According to the film, HandMade was conceived as a place to push the artistic envelope, recharge the British movie industry and give Harrison a sense of community among other artists that he sorely missed since The Beatles’ demise in the early 1970s. According to directors Ben Timlett, Bill Jones and Kim Leggatt, the studio pushed the envelope right out of the gate, producing the 1979’s scathing religious satire Monty Python’s Life of Brian after other places considered it too hot to handle.
Denis O’Brien, an American who ran the studio on a day-to-day basis, had a background in law and banking, was introduced to the former Fab Four member by Peter Sellers. O’Brien is still around (Harrison passed away in 2001), but is seen only in archival footage and it’s easy to see why: He is clearly the villain of the piece, arguing commerce over art and tussling (and eventually going to court) with Harrison and others. As explained here, their shaky relationship played a major part in the enterprise’s demise along with poor American distribution and investing in such ill-fated projects as the big budget Sean Penn-Madonna disaster Shanghai Surprise and many smaller efforts that didn’t show a profit.

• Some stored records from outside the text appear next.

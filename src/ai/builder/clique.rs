//! Clique candidate search over one search level's mesh.
//!
//! Only bidirectional links count: a neighbour qualifies when the mesh holds
//! the edge in both directions. The "clique" found here is a greedy triangle
//! heuristic (neighbours of the seed that are also neighbours of another
//! neighbour), not an exact maximal clique.

use smallvec::SmallVec;

use crate::ai::nav_mesh::NavMesh;
use crate::ai::waypoint::WaypointId;

pub(crate) type Candidates = SmallVec<[WaypointId; 8]>;

/// Direct bidirectional neighbours of `waypoint`, in edge order.
pub(crate) fn find_candidates(waypoint: WaypointId, nav_mesh: &NavMesh) -> Candidates {
    nav_mesh
        .edges_from(waypoint)
        .iter()
        .filter(|pair| !nav_mesh.is_one_way(pair))
        .map(|pair| pair.waypoint_to())
        .collect()
}

/// Neighbours of `seed` that close a triangle with another neighbour of
/// `seed`, in first-found order, minus anything `is_assigned` rejects.
pub(crate) fn find_cliques(
    seed: WaypointId,
    nav_mesh: &NavMesh,
    is_assigned: impl Fn(WaypointId) -> bool,
) -> Candidates {
    let candidates = find_candidates(seed, nav_mesh);
    let mut clique = Candidates::new();

    for &candidate in &candidates {
        if candidate == seed {
            continue;
        }
        for next in find_candidates(candidate, nav_mesh) {
            if next != seed && candidates.contains(&next) && !clique.contains(&next) {
                clique.push(next);
            }
        }
    }

    clique.retain(|wp| !is_assigned(*wp));
    clique
}

#[cfg(test)]
mod tests {
    use super::*;

    fn link(mesh: &mut NavMesh, a: u32, b: u32) {
        mesh.add_edge(WaypointId(a), WaypointId(b), 1.0);
        mesh.add_edge(WaypointId(b), WaypointId(a), 1.0);
    }

    #[test]
    fn test_candidates_skip_one_way_edges() {
        let mut mesh = NavMesh::new();
        link(&mut mesh, 1, 2);
        mesh.add_edge(WaypointId(1), WaypointId(3), 1.0);

        let candidates = find_candidates(WaypointId(1), &mesh);
        assert_eq!(candidates.as_slice(), &[WaypointId(2)]);
        assert!(find_candidates(WaypointId(3), &mesh).is_empty());
    }

    #[test]
    fn test_triangle_is_found_from_any_corner() {
        let mut mesh = NavMesh::new();
        link(&mut mesh, 1, 2);
        link(&mut mesh, 2, 3);
        link(&mut mesh, 3, 1);

        let clique = find_cliques(WaypointId(1), &mesh, |_| false);
        assert_eq!(clique.as_slice(), &[WaypointId(3), WaypointId(2)]);
    }

    #[test]
    fn test_star_has_no_triangles() {
        let mut mesh = NavMesh::new();
        for leaf in 2..=6 {
            link(&mut mesh, 1, leaf);
        }

        assert_eq!(find_candidates(WaypointId(1), &mesh).len(), 5);
        assert!(find_cliques(WaypointId(1), &mesh, |_| false).is_empty());
        assert!(find_cliques(WaypointId(4), &mesh, |_| false).is_empty());
    }

    #[test]
    fn test_assigned_members_are_filtered() {
        let mut mesh = NavMesh::new();
        for a in 1..=4 {
            for b in (a + 1)..=4 {
                link(&mut mesh, a, b);
            }
        }

        let clique = find_cliques(WaypointId(4), &mesh, |wp| wp == WaypointId(2));
        assert_eq!(clique.as_slice(), &[WaypointId(3), WaypointId(1)]);
    }

    #[test]
    fn test_one_way_triangle_side_breaks_clique() {
        let mut mesh = NavMesh::new();
        link(&mut mesh, 1, 2);
        link(&mut mesh, 1, 3);
        mesh.add_edge(WaypointId(2), WaypointId(3), 1.0);

        assert!(find_cliques(WaypointId(1), &mesh, |_| false).is_empty());
    }
}
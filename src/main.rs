use bevy::log::{error, info, warn};
use clap::Parser;
use std::fs;
use std::io;
use std::path::PathBuf;
use std::process::ExitCode;
use tracing_appender::rolling::{RollingFileAppender, Rotation};
use tracing_subscriber::{fmt, layer::SubscriberExt, util::SubscriberInitExt, EnvFilter};

use waypoint_hierarchy::ai::config::DEFAULT_CONFIG_PATH;
use waypoint_hierarchy::ai::waypoint_file::{load_mesh_description, save_waypoint_file, WaypointFileError};
use waypoint_hierarchy::ai::{BuilderConfig, CollectionRegistry, WaypointGraph, WaypointGraphBuilder};

/// Build the search hierarchy for a waypoint mesh.
#[derive(Parser, Debug)]
#[command(name = "waypoint_build", version, about)]
struct Args {
    /// RON mesh description (waypoints and edges)
    mesh: PathBuf,

    /// Builder config (RON); defaults are used if it cannot be read
    #[arg(long, default_value = DEFAULT_CONFIG_PATH)]
    config: PathBuf,

    /// Override the configured maximum number of search levels
    #[arg(long)]
    max_levels: Option<u32>,

    /// Write the finished graph as a compressed waypoint file
    #[arg(long)]
    output: Option<PathBuf>,

    /// Directory for per-run log files
    #[arg(long, default_value = "logs")]
    log_dir: PathBuf,

    /// Number of run logs to keep in the log directory
    #[arg(long, default_value_t = 25)]
    keep_logs: usize,

    /// Log debug output, including hierarchical search fallbacks
    #[arg(short, long)]
    verbose: bool,
}

/// One timestamped log file per run, pruned to the newest `keep` files.
struct LogDir {
    dir: PathBuf,
    keep: usize,
}

impl LogDir {
    const PREFIX: &'static str = "waypoint_build_";

    fn new(dir: impl Into<PathBuf>, keep: usize) -> Self {
        Self { dir: dir.into(), keep: keep.max(1) }
    }

    /// Run logs already in the directory, oldest first.
    fn run_logs(&self) -> io::Result<Vec<PathBuf>> {
        let mut logs: Vec<PathBuf> = fs::read_dir(&self.dir)?
            .filter_map(|entry| entry.ok().map(|e| e.path()))
            .filter(|path| {
                path.file_name()
                    .and_then(|n| n.to_str())
                    .is_some_and(|n| n.starts_with(Self::PREFIX) && n.ends_with(".log"))
            })
            .collect();
        // The timestamp in the name sorts chronologically.
        logs.sort();
        Ok(logs)
    }

    /// Make room for one more run log. Returns how many were removed.
    fn prune(&self) -> io::Result<usize> {
        let logs = self.run_logs()?;
        let excess = (logs.len() + 1).saturating_sub(self.keep).min(logs.len());
        for path in &logs[..excess] {
            fs::remove_file(path)?;
        }
        Ok(excess)
    }

    /// Route `tracing` output to a fresh run log and stderr.
    fn install(&self, verbose: bool) -> io::Result<PathBuf> {
        fs::create_dir_all(&self.dir)?;
        let pruned = self.prune()?;

        let file_name = format!("{}{}.log", Self::PREFIX, chrono::Local::now().format("%Y%m%d_%H%M%S"));
        let appender = RollingFileAppender::new(Rotation::NEVER, &self.dir, &file_name);

        let default_filter = if verbose {
            "waypoint_hierarchy=debug,waypoint_build=debug"
        } else {
            "waypoint_hierarchy=info,waypoint_build=info"
        };
        let filter = EnvFilter::try_from_default_env().unwrap_or_else(|_| EnvFilter::new(default_filter));

        tracing_subscriber::registry()
            .with(filter)
            .with(fmt::layer().with_writer(appender).with_ansi(false))
            .with(fmt::layer().with_writer(io::stderr).with_target(false))
            .init();

        if pruned > 0 {
            info!("Removed {} old run logs from {}", pruned, self.dir.display());
        }
        Ok(self.dir.join(file_name))
    }
}

fn run(args: &Args) -> Result<(), WaypointFileError> {
    let config = BuilderConfig::load_or_default(&args.config);
    let max_levels = args.max_levels.unwrap_or(config.max_search_levels);

    let mesh = load_mesh_description(&args.mesh)?;
    let mut graph = WaypointGraph::new();
    mesh.populate(&mut graph)?;

    let mut registry = CollectionRegistry::default();
    let stats = WaypointGraphBuilder::with_config(&mut registry, &mut graph, config).create_search_graph(max_levels);

    for (level, count) in stats.nodes_per_level.iter().enumerate() {
        info!("  level {}: {} nodes", level, count);
    }

    if stats.unparented_count > 0 {
        warn!("{} nodes were left without a parent:", stats.unparented_count);
        let levels = graph.search_levels();
        for level in levels.iter().take(levels.len().saturating_sub(1)) {
            for &id in &level.nodes {
                if graph.get_parent(id).is_none() {
                    if let Some(node) = graph.node(id) {
                        warn!("  level {}: {}", level.level_num, node);
                    }
                }
            }
        }
    }

    if let Some(output) = &args.output {
        save_waypoint_file(output, &graph)?;
        info!("Saved waypoint file to {}", output.display());
    }
    Ok(())
}

fn main() -> ExitCode {
    let args = Args::parse();

    let log_dir = LogDir::new(&args.log_dir, args.keep_logs);
    let log_file = match log_dir.install(args.verbose) {
        Ok(path) => path,
        Err(e) => {
            eprintln!("Failed to set up logging in {}: {}", args.log_dir.display(), e);
            return ExitCode::FAILURE;
        }
    };
    info!("Logging to {}", log_file.display());

    match run(&args) {
        Ok(()) => ExitCode::SUCCESS,
        Err(e) => {
            error!("waypoint_build failed: {}", e);
            ExitCode::FAILURE
        }
    }
}

#[cfg(test)]
mod tests {
    use super::*;

    #[test]
    fn test_prune_keeps_newest_run_logs() {
        let dir = std::env::temp_dir().join(format!("waypoint_build_logs_{}", std::process::id()));
        fs::create_dir_all(&dir).expect("create log dir");
        for stamp in ["20240101_000000", "20240102_000000", "20240103_000000"] {
            fs::write(dir.join(format!("waypoint_build_{stamp}.log")), "").expect("write log");
        }
        fs::write(dir.join("notes.txt"), "").expect("write other file");

        let log_dir = LogDir::new(&dir, 2);
        let removed = log_dir.prune().expect("prune");
        let remaining = log_dir.run_logs().expect("list logs");
        let other_kept = dir.join("notes.txt").exists();
        let _ = fs::remove_dir_all(&dir);

        assert_eq!(removed, 2);
        assert_eq!(remaining, vec![dir.join("waypoint_build_20240103_000000.log")]);
        assert!(other_kept);
    }
}
use bevy::prelude::*;
use serde::{Deserialize, Serialize};
use std::path::Path;

use super::waypoint::WaypointType;

pub const DEFAULT_CONFIG_PATH: &str = "assets/builder_config.ron";

/// Tuning for [`WaypointGraphBuilder`](super::WaypointGraphBuilder).
///
/// Missing fields in the RON file fall back to the defaults below, so a config
/// file only needs to name what it changes.
#[derive(Resource, Deserialize, Serialize, Clone, Debug, PartialEq)]
#[serde(default)]
pub struct BuilderConfig {
    /// Upper bound passed to `create_search_graph` by [`WaypointGraphBuilder::build`](super::WaypointGraphBuilder::build).
    pub max_search_levels: u32,
    /// Clique members taken into a new collection besides the seed.
    pub max_clique_siblings: usize,
    /// Clique members needed before the 4-clique pass founds a collection.
    pub min_clique_candidates: usize,
    /// Registered collection type the builder asks the factory for.
    pub collection_type: WaypointType,
}

impl Default for BuilderConfig {
    fn default() -> Self {
        Self {
            max_search_levels: 10,
            max_clique_siblings: 3,
            min_clique_candidates: 2,
            collection_type: WaypointType::COLLECTION,
        }
    }
}

impl BuilderConfig {
    /// Clamp values that would stop the builder from making progress.
    pub fn sanitized(mut self) -> Self {
        // A collection always needs at least one member besides its seed.
        self.min_clique_candidates = self.min_clique_candidates.max(1);
        self.max_clique_siblings = self.max_clique_siblings.max(1);
        self
    }

    pub fn from_ron(contents: &str) -> Result<Self, ron::error::SpannedError> {
        ron::from_str::<BuilderConfig>(contents).map(Self::sanitized)
    }

    /// Read a config file, logging and falling back to defaults on any failure.
    pub fn load_or_default(path: impl AsRef<Path>) -> Self {
        let path = path.as_ref();
        match std::fs::read_to_string(path) {
            Ok(contents) => match Self::from_ron(&contents) {
                Ok(config) => {
                    info!("Loaded builder config from {}", path.display());
                    config
                }
                Err(e) => {
                    error!("Failed to parse builder config {}: {}", path.display(), e);
                    error!("Using default BuilderConfig");
                    Self::default()
                }
            },
            Err(e) => {
                error!("Failed to read {}: {}", path.display(), e);
                error!("Using default BuilderConfig");
                Self::default()
            }
        }
    }
}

Others offering their voices to this fascinating saga are long-time Elton John percussionist Ray Cooper, who helped produce some of the company’s films; Mona Lisa star Cathy Tyson; and such directors as Bruce Robinson (Withnail and I), Jonathan Wacks (Powwow Highway) and Jonathan Lynn (Nuns on the Run), all offering reminisces that are often funny and bittersweet.
An Accidental Studio may seem like an inside industry story, but fans of The Beatles, Monty Python and the HandMade stable of offbeat, challenging films should show plenty of keen interest in the title.